We read with interest the recently published paper on the changing trends of ocular trauma during COVID-19 by Pellegrini et al. [1]. Although the burden of COVID-19 on health systems has increased, many have reported a trend in decreasing attendance to the emergency department; a 57% decrease across the United Kingdom [2, 3]. This was reflected by Pellegrini et al. [1] reporting a 68.4% reduction in the number of eye injuries.

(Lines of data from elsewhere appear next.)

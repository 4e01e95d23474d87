//! The plot: owns the layout store, the shared region state, the interaction
//! record, and the panels stacked top to bottom.

use futures_util::future::join_all;
use indexmap::IndexMap;
use parking_lot::RwLock;
use serde_json::{json, Map, Value};
use std::sync::atomic::{AtomicBool, Ordering};
use std::sync::Arc;
use std::time::{Duration, Instant};
use tracing::{debug, warn};

use crate::data_types::{
    AxisId, AxisRange, DataSources, DragMethod, Dragging, Interaction, PlotLayout, PlotState,
    Point, SharedInteraction, SharedState, Zooming,
};
use crate::error::{PlotError, Result};
use crate::events::{EventContext, EventHub, EventPayload, ListenerId};
use crate::layout::{merge, LayoutStore};
use crate::panel::{Panel, RemapStatus, ZOOM_HINT};
use crate::registry::Registries;
use crate::svg::SvgNode;
use crate::theme::ChartTheme;
use crate::toolbar::{PanelSlot, Toolbar, WidgetAction, WidgetContext, WidgetScope, WidgetView};
use crate::utils::{as_number, integral_value};
use crate::view_controller::ViewController;

/// Quiet period after the last wheel event before a zoom is committed.
pub const ZOOM_DEBOUNCE: Duration = Duration::from_millis(500);
/// How long the scroll-to-zoom hint stays up.
pub const ZOOM_HINT_DURATION: Duration = Duration::from_millis(1000);

/// Handles a panel shares with its plot. Clones refer to the same plot.
#[derive(Clone)]
pub struct PlotContext {
    pub plot_id: String,
    pub store: LayoutStore,
    pub state: SharedState,
    pub interaction: SharedInteraction,
    pub loading_data: Arc<AtomicBool>,
    pub registries: Arc<Registries>,
    pub data_sources: Arc<DataSources>,
    pub theme: Arc<ChartTheme>,
    pub hub: EventHub,
    container_offset: Arc<RwLock<Point>>,
}

impl PlotContext {
    pub fn plot_width(&self) -> f64 {
        self.store
            .get("/width")
            .as_ref()
            .and_then(as_number)
            .unwrap_or(0.0)
    }

    pub(crate) fn set_plot_width(&self, width: f64) {
        self.store.handle("").set_path("/width", integral_value(width));
    }

    /// `(min_region_scale, max_region_scale)` from the plot layout.
    pub fn region_scale_bounds(&self) -> (Option<f64>, Option<f64>) {
        let bound = |key: &str| {
            self.store
                .get(key)
                .as_ref()
                .and_then(as_number)
                .filter(|v| v.is_finite() && *v > 0.0)
        };
        (bound("/min_region_scale"), bound("/max_region_scale"))
    }

    /// Whether a gesture may start or continue.
    ///
    /// With a panel id: no other panel holds the interaction record and no data is
    /// loading. Without one: nothing is being dragged, zoomed or loaded.
    pub fn can_interact(&self, panel_id: Option<&str>) -> bool {
        let loading = self.loading_data.load(Ordering::SeqCst);
        let interaction = self.interaction.read();
        match panel_id {
            Some(id) => {
                interaction.panel_id.as_deref().map_or(true, |owner| owner == id) && !loading
            }
            None => {
                interaction.dragging.is_none() && interaction.zooming.is_none() && !loading
            }
        }
    }

    pub fn container_offset(&self) -> Point {
        self.container_offset.read().clone()
    }

    pub fn page_origin(&self) -> Point {
        self.container_offset()
    }
}

/// Keeps region bounds sane: whole bases, start at 1 or above, start before end,
/// and a width inside the plot's region scale bounds.
fn constrain_region(
    changes: &mut Map<String, Value>,
    min_region_scale: Option<f64>,
    max_region_scale: Option<f64>,
) {
    let start = changes.get("start").and_then(as_number);
    let end = changes.get("end").and_then(as_number);
    let (mut start, mut end) = match (start, end) {
        (Some(s), Some(e)) if s.is_finite() && e.is_finite() => (s.trunc().max(1.0), e.trunc().max(1.0)),
        (Some(s), _) if s.is_finite() => (s.trunc().max(1.0), s.trunc().max(1.0)),
        (_, Some(e)) if e.is_finite() => (e.trunc().max(1.0), e.trunc().max(1.0)),
        (None, None) => return,
        _ => (1.0, 1.0),
    };
    if end < start {
        std::mem::swap(&mut start, &mut end);
    }
    let midpoint = ((start + end) / 2.0).round();
    let scale = end - start;
    if let Some(min) = min_region_scale.filter(|min| scale < *min) {
        start = (midpoint - (min / 2.0).floor()).max(1.0);
        end = start + min;
    }
    if let Some(max) = max_region_scale.filter(|max| scale > *max) {
        start = (midpoint - (max / 2.0).floor()).max(1.0);
        end = start + max;
    }
    changes.insert("start".into(), integral_value(start));
    changes.insert("end".into(), integral_value(end));
}

pub struct Plot {
    id: String,
    ctx: PlotContext,
    panels: IndexMap<String, Panel>,
    panel_ids_by_y_index: Vec<String>,
    toolbar: Toolbar,
    zoom_deadlines: IndexMap<String, Instant>,
    hint_deadlines: IndexMap<String, Instant>,
    initialized: bool,
    total_height: f64,
}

In our retrospective, continuous comparative analysis of all trauma patients who presented to Birmingham and Midland Eye Centre, UK, a tertiary eye emergency department, we focus further on the major injuries that necessitated emergency surgical intervention. These injuries included eyelid lacerations, corneal and globe perforations, and retained intraocular foreign bodies (IOFB). Our study covers a similar time period, however, applies to the UK lockdown period from the 16th of March till the 30th of June 2020 when measures were starting to be relaxed. They were compared with patients during the same time period in the previous year, 2019. All data were extracted from electronic patient records (Medisoft Ophthalmology, Medisoft Limited, Leeds, UK) and analyses were performed using SPSS Statistics for V.25.0 (IBM Corp., Armonk NY).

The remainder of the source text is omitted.